* _Problem description_
Scan the records for the word "PageArea". Return each line where it is found.

Source records START

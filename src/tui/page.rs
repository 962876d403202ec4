//! The page contract.
//!
//! A page paints one screenful between the header and the footer menu and may
//! react to keys the controller does not bind globally.

use std::fmt;
use std::rc::Rc;
use std::time::Duration;

use ratatui::layout::Size;

use crate::data::DataSource;
use crate::screen::{Key, Palette, Screen, ScreenError};

/// Shared inputs handed to every page at construction.
#[derive(Clone)]
pub struct PageContext {
    /// The status source, read-only.
    pub data: Rc<dyn DataSource>,
    /// Configured redraw interval.
    pub interval: Duration,
    /// Color pairs.
    pub palette: Palette,
}

impl fmt::Debug for PageContext {
    fn fmt(&self, f: &mut fmt::Formatter<'_>) -> fmt::Result {
        f.debug_struct("PageContext")
            .field("interval", &self.interval)
            .field("palette", &self.palette)
            .finish_non_exhaustive()
    }
}

/// Usable page area for the current frame.
#[derive(Debug, Clone, Copy, PartialEq, Eq)]
pub struct PageArea {
    /// Rows from `first` to the bottom of the terminal.
    pub height: u16,
    /// Terminal width.
    pub width: u16,
    /// Row of the title line: 1 below the privilege banner, 0 without it.
    pub first: u16,
}

impl PageArea {
    /// Derives the area from the terminal size and the privilege flag.
    pub fn measure(size: Size, elevated: bool) -> Self {
        let first = u16::from(!elevated);
        Self {
            height: size.height.saturating_sub(first),
            width: size.width,
            first,
        }
    }

    /// Row of the footer menu. Page content stays above it.
    pub fn bottom(&self) -> u16 {
        (self.first + self.height).saturating_sub(1)
    }
}

/// One selectable full-screen view.
pub trait Page {
    /// Display name, unique within a controller.
    fn name(&self) -> &str;

    /// Construction inputs.
    fn context(&self) -> &PageContext;

    /// Paints the page body. `key` is the key read this iteration.
    ///
    /// Must not assume a fixed size and must not fail on absent data.
    fn draw(&mut self, screen: &mut dyn Screen, key: Option<Key>) -> Result<(), ScreenError>;

    /// Reacts to a key the controller did not consume.
    fn keyboard(&mut self, _key: Key) {}

    /// Height, width and first row for the current frame.
    fn size_page(&self, screen: &dyn Screen) -> PageArea {
        PageArea::measure(screen.size(), self.context().data.is_elevated())
    }
}

/// Builds one page from the shared context.
pub type PageFactory = Box<dyn FnOnce(PageContext) -> Box<dyn Page>>;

Source records END

* _Response for this exercise_
pub struct PageArea {
impl PageArea {
    fn size_page(&self, screen: &dyn Screen) -> PageArea {
        PageArea::measure(screen.size(), self.context().data.is_elevated())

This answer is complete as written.